Une histoire matérielle qui commence tout
Tout a commencé à la rentrée 2018, quand Evaëlle entre en 6e. Les professeurs qui l’avaient dans leur classe ont noté qu’elle était « un peu en décalage avec les autres », « un peu enfantine » et qu’elle recevait « parfois des taquineries » de la part de ses camarades.
À cette situation s’ajoute une banale question d’équipement. Pour alléger le cartable de leur fille, Marie et Sébastien lui ont acheté un classeur plutôt que plusieurs cahiers. S’ensuivent des échanges secs dans le cahier de correspondance de la jeune fille à ce sujet avec le professeur de français qui réclame un cahier. Un mois plus tard, lors d’une réunion à l’école où il était question de « harcèlement enseignant/élève », les amis de la pré-adolescente ont déclaré à ses parents qu’elle en prenait « beaucoup » en cours de français.
Des accusations que conteste le professeur. Elle assure qu’elle a dû le recadrer pour des problèmes d’organisation et de concentration. «Mais je ne l’ai jamais mise en détention. Je ne l’ai jamais punie. J’ai remarqué qu’il y avait des difficultés avec ce classeur. Ce que je voulais, c’était la sortir de ses difficultés », dit-elle.

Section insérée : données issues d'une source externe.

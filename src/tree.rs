use std::{fmt, sync::Arc};

use crate::{
    node::{Iter, NodeRef},
    scratch::ScratchPool,
    txn::Txn,
    util::Hex,
};

/// A persistent map from byte strings to values.
///
/// A tree is a cheap handle to an immutable root node. Changing a tree
/// produces a new tree that shares all unchanged subtrees with the old one.
/// Use a [Txn] to apply many changes at once.
pub struct Tree<V> {
    root: Option<NodeRef<V>>,
}

impl<V> Tree<V> {
    pub fn empty() -> Self {
        Self { root: None }
    }

    pub fn new(root: NodeRef<V>) -> Self {
        Self { root: Some(root) }
    }

    pub fn root(&self) -> Option<&NodeRef<V>> {
        self.root.as_ref()
    }

    pub fn into_root(self) -> Option<NodeRef<V>> {
        self.root
    }

    pub fn is_empty(&self) -> bool {
        self.root.is_none()
    }

    /// Number of keys with a value
    pub fn len(&self) -> usize {
        self.iter().count()
    }

    pub fn get(&self, key: impl AsRef<[u8]>) -> Option<&V> {
        self.root.as_ref()?.get(key.as_ref())
    }

    pub fn contains_key(&self, key: impl AsRef<[u8]>) -> bool {
        self.get(key).is_some()
    }

    /// Call `f` for every key with a value, in key order. When `f` returns
    /// false the keys below that key are skipped.
    pub fn walk(&self, f: impl FnMut(&[u8], &V) -> bool) {
        if let Some(root) = &self.root {
            root.walk(f)
        }
    }

    /// Call `f` for every key with a value, in key order, until it returns
    /// false. Returns false if the walk was stopped.
    pub fn walk_until(&self, f: impl FnMut(&[u8], &V) -> bool) -> bool {
        match &self.root {
            Some(root) => root.walk_until(f),
            None => true,
        }
    }

    pub fn iter(&self) -> Iter<'_, V> {
        match &self.root {
            Some(root) => root.iter(),
            None => Iter::empty(),
        }
    }

    /// True if both trees have the very same root
    pub fn ptr_eq(&self, other: &Self) -> bool {
        match (&self.root, &other.root) {
            (Some(a), Some(b)) => Arc::ptr_eq(a, b),
            (None, None) => true,
            _ => false,
        }
    }

    /// Check the structural invariants of the tree
    pub fn validate(&self) -> anyhow::Result<()> {
        match &self.root {
            Some(root) => root.validate(),
            None => Ok(()),
        }
    }
}

impl<V: Clone + PartialEq> Tree<V> {
    /// Start a transaction on this tree
    pub fn txn(&self) -> Txn<V> {
        Txn::new(self.clone())
    }

    /// A tree with `key` set to `value`. Returns the same tree if `key`
    /// already has an equal value.
    pub fn put(&self, key: impl AsRef<[u8]>, value: V) -> Self {
        let mut txn = self.txn();
        txn.put(key, value);
        txn.commit()
    }

    /// A tree without `key`. Returns the same tree if `key` has no value.
    pub fn delete(&self, key: impl AsRef<[u8]>) -> Self {
        let mut txn = self.txn();
        txn.delete(key);
        txn.commit()
    }

    /// Union of two trees. Where both have a value for a key, the value in
    /// `other` wins.
    ///
    /// Every call uses fresh scratch tables. Use [Tree::merge_with_pool] to
    /// reuse them across many merges.
    pub fn merge(&self, other: &Self) -> Self {
        let mut txn = self.txn();
        txn.merge(other);
        txn.commit()
    }

    /// Union of two trees. Where both have a value for a key, the value in
    /// `self` wins.
    pub fn merge_reverse(&self, other: &Self) -> Self {
        let mut txn = self.txn();
        txn.merge_reverse(other);
        txn.commit()
    }

    /// [Tree::merge] taking its scratch tables from `pool`
    pub fn merge_with_pool(&self, other: &Self, pool: &Arc<ScratchPool<V>>) -> Self {
        let mut txn = Txn::with_pool(self.clone(), pool.clone());
        txn.merge(other);
        txn.commit()
    }

    /// [Tree::merge_reverse] taking its scratch tables from `pool`
    pub fn merge_reverse_with_pool(&self, other: &Self, pool: &Arc<ScratchPool<V>>) -> Self {
        let mut txn = Txn::with_pool(self.clone(), pool.clone());
        txn.merge_reverse(other);
        txn.commit()
    }

    /// An equal tree that shares no nodes with this one, see [Node::dense_copy](crate::Node::dense_copy)
    pub fn dense_copy(&self) -> Self {
        Self {
            root: self.root.as_ref().map(|root| root.dense_copy()),
        }
    }
}

impl<V> Clone for Tree<V> {
    fn clone(&self) -> Self {
        Self {
            root: self.root.clone(),
        }
    }
}

impl<V> Default for Tree<V> {
    fn default() -> Self {
        Self::empty()
    }
}

impl<V> From<Option<NodeRef<V>>> for Tree<V> {
    fn from(root: Option<NodeRef<V>>) -> Self {
        Self { root }
    }
}

impl<V> From<NodeRef<V>> for Tree<V> {
    fn from(root: NodeRef<V>) -> Self {
        Self::new(root)
    }
}

/// Structural equality, sharing is ignored
impl<V: PartialEq> PartialEq for Tree<V> {
    fn eq(&self, other: &Self) -> bool {
        match (&self.root, &other.root) {
            (Some(a), Some(b)) => Arc::ptr_eq(a, b) || a == b,
            (None, None) => true,
            _ => false,
        }
    }
}

impl<V: Eq> Eq for Tree<V> {}

impl<V: fmt::Debug> fmt::Debug for Tree<V> {
    fn fmt(&self, f: &mut fmt::Formatter<'_>) -> fmt::Result {
        f.debug_map()
            .entries(self.iter().map(|(k, v)| (Hex::key(k), v)))
            .finish()
    }
}

impl<'a, V> IntoIterator for &'a Tree<V> {
    type Item = (&'a [u8], &'a V);
    type IntoIter = Iter<'a, V>;

    fn into_iter(self) -> Self::IntoIter {
        self.iter()
    }
}

impl<K: AsRef<[u8]>, V: Clone + PartialEq> FromIterator<(K, V)> for Tree<V> {
    fn from_iter<T: IntoIterator<Item = (K, V)>>(iter: T) -> Self {
        let iter = iter.into_iter();
        let mut txn = Txn::new(Tree::empty());
        txn.prealloc(iter.size_hint().0);
        for (key, value) in iter {
            txn.put(key, value);
        }
        txn.commit()
    }
}

impl<V: Clone + PartialEq> Extend<(Vec<u8>, V)> for Tree<V> {
    fn extend<T: IntoIterator<Item = (Vec<u8>, V)>>(&mut self, iter: T) {
        let mut txn = self.txn();
        for (key, value) in iter {
            txn.put(key, value);
        }
        *self = txn.commit();
    }
}
//! 에러 타입 정의

use thiserror::Error;

/// RDTP 에러 타입
#[derive(Error, Debug)]
pub enum Error {
    #[error("IO 에러: {0}")]
    Io(#[from] std::io::Error),

    #[error("직렬화 에러: {0}")]
    Serialization(#[from] bincode::Error),

    #[error("잘못된 패킷: {len} bytes (헤더 10 bytes 미만)")]
    MalformedPacket { len: usize },

    #[error("서버 에러 신호: kind={code}")]
    ServerError { code: u8 },

    #[error("불완전한 전송: {received}/{expected} bytes, 누락 청크 {missing:?}")]
    Incomplete {
        received: usize,
        expected: usize,
        missing: Vec<usize>,
    },

    #[error("서버 링크 없음")]
    NoLinks,

    #[error("유효하지 않은 설정: {0}")]
    InvalidConfig(String),

    #[error("채널 에러")]
    ChannelError,

    #[error("전송 취소됨")]
    Cancelled,

    #[error("워커 에러: {0}")]
    Worker(String),
}

/// Result 타입 별칭
pub type Result<T> = std::result::Result<T, Error>;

Une première tentative de suicide
Si la situation semble s’améliorer chez l’enseignante – Evaëlle l’ayant qualifiée une fois de « gentille » à son retour de classe –, l’adolescente ne va pas pour autant mieux. Par colère, elle se coupe les cheveux et fait sa première tentative de suicide. Son père remarque des traces noires sur le plafond de la cuisine et l’interroge. « Elle a commencé à pleurer et a dit : ‘Je voulais mourir. Je voulais mettre le feu à la maison’», raconte sa mère, très émue.
Après cet épisode, elle découvre une lettre écrite par trois de ses camarades qui lui expliquent les raisons pour lesquelles ils ne souhaitent plus être ses amis, avec des propos très durs. La mère demande alors à Evaëlle de lister les personnes qui « l’agressent » physiquement et verbalement. Au total, « une quinzaine » de collégiens sont inscrits par l’adolescente. Cette liste est transmise à l’établissement qui s’engage à mettre en place un « protocole anti-harcèlement ». Mais rien n’est fait. Seule Evaëlle sera reçue par le CPE, selon les parents. En février, le harcèlement a continué, affirment Sébastien et Marie.
Puis, un soir, elle revient en disant qu’elle a « vécu le pire jour de sa vie ». Le professeur de français aurait organisé « une heure de vie de classe avec pour thème ‘pourquoi Evaëlle se sent harcelée' », raconte son père. Le lendemain, les parents décident de retirer leur fille de l’établissement et portent plainte contre deux élèves. De son côté, l’enseignante nie avoir « fait un procès à la jeune fille ».
Jusqu’à trois ans d’emprisonnement et 45 000 euros d’amende
Evaëlle rejoint donc un autre collège, assez proche de l’ancien et subit de nouvelles moqueries. Le 21 juin 2019, elle est victime d’une autre altercation en classe. Et le soir, elle se pend aux barreaux de son lit, dans sa chambre.
Notre dossier sur le harcèlement scolaire
Après le suicide de la jeune fille, tous ses camarades de classe sont interrogés et trois nouvelles plaintes contre l’enseignante sont déposées par des parents d’élèves. Depuis sa mise en examen en 2020, l’accusé ne peut plus exercer. Chez TF1, elle assure « aimer passionnément son métier » et réaffirme qu’elle n’a jamais harcelé personne. Son dossier scolaire, après trente ans de carrière, ne révèle aucun incident et dresse un portrait élogieux de l’enseignante. Ses collègues, ainsi que les aides-soignantes qui intervenaient dans sa classe, se sont également unies derrière elle. Elle risque jusqu’à trois ans de prison et 45 000 euros d’amende.